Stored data
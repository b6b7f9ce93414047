// SPDX-FileCopyrightText: Copyright (c) 2018-2025 slowtec GmbH <post@slowtec.de>
// SPDX-License-Identifier: MIT OR Apache-2.0

//! The typed error surface.

/// A slave (server) exception.
///
/// The numeric value of each variant is the exception code transmitted on
/// the wire.
#[derive(Debug, Clone, Copy, PartialEq, Eq, thiserror::Error)]
pub enum Exception {
    #[error("illegal function")]
    IllegalFunction = 0x01,
    #[error("illegal data address")]
    IllegalDataAddress = 0x02,
    #[error("illegal data value")]
    IllegalDataValue = 0x03,
    #[error("slave device failure")]
    SlaveDeviceFailure = 0x04,
    #[error("acknowledge")]
    Acknowledge = 0x05,
    #[error("slave device busy")]
    SlaveDeviceBusy = 0x06,
    #[error("negative acknowledge")]
    NegativeAcknowledge = 0x07,
    #[error("memory parity error")]
    MemoryParityError = 0x08,
    #[error("gateway path unavailable")]
    GatewayPathUnavailable = 0x0A,
    #[error("gateway no response")]
    GatewayNoResponse = 0x0B,
}

impl TryFrom<u8> for Exception {
    type Error = u8;

    fn try_from(code: u8) -> Result<Self, u8> {
        use Exception::*;
        let ex = match code {
            0x01 => IllegalFunction,
            0x02 => IllegalDataAddress,
            0x03 => IllegalDataValue,
            0x04 => SlaveDeviceFailure,
            0x05 => Acknowledge,
            0x06 => SlaveDeviceBusy,
            0x07 => NegativeAcknowledge,
            0x08 => MemoryParityError,
            0x0A => GatewayPathUnavailable,
            0x0B => GatewayNoResponse,
            _ => {
                return Err(code);
            }
        };
        Ok(ex)
    }
}

/// The error type for master transactions.
///
/// Every protocol failure maps to exactly one kind. Slave exceptions keep
/// their wire code, local kinds use fixed codes above `0xFF`
/// ([`Error::code`]), and transport errors propagate unchanged. Nothing is
/// retried; retry policy is the caller's concern.
#[derive(Debug, thiserror::Error)]
pub enum Error {
    /// The slave answered with an exception response.
    #[error("modbus exception: {0}")]
    Exception(#[from] Exception),

    /// No byte arrived within the caller's timeout.
    ///
    /// Also the documented result of a zero-timeout (broadcast) request.
    #[error("timeout")]
    Timeout,

    /// The encoded request would exceed the function's size limits.
    ///
    /// Reported before anything is written to the port.
    #[error("request too large")]
    RequestTooLarge,

    /// The received frame was shorter than any valid Modbus message, or
    /// longer than an RTU frame may be.
    #[error("bad frame")]
    BadFrame,

    /// The CRC over the received frame did not verify.
    #[error("bad crc")]
    BadCrc,

    /// The CRC was ok, but the frame does not match the expected response
    /// shape.
    #[error("invalid response")]
    InvalidResponse,

    /// A transport error, propagated unchanged.
    #[error(transparent)]
    Io(#[from] std::io::Error),
}

impl Error {
    /// The numeric code of the error kind.
    ///
    /// Slave exceptions keep their wire code (`0x01..=0x0B`); local kinds
    /// use `0x100` (timeout), `0x200` (request too large) and `0x301..`
    /// (framing). Transport errors carry no code.
    #[must_use]
    pub fn code(&self) -> Option<u16> {
        match self {
            Error::Exception(ex) => Some(*ex as u16),
            Error::Timeout => Some(0x100),
            Error::RequestTooLarge => Some(0x200),
            Error::BadFrame => Some(0x301),
            Error::BadCrc => Some(0x302),
            Error::InvalidResponse => Some(0x303),
            Error::Io(_) => None,
        }
    }
}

WHAT IS EXPECTED → List every line above that contains the word "than".

OUTPUT BELOW →
    /// The received frame was shorter than any valid Modbus message, or
    /// longer than an RTU frame may be.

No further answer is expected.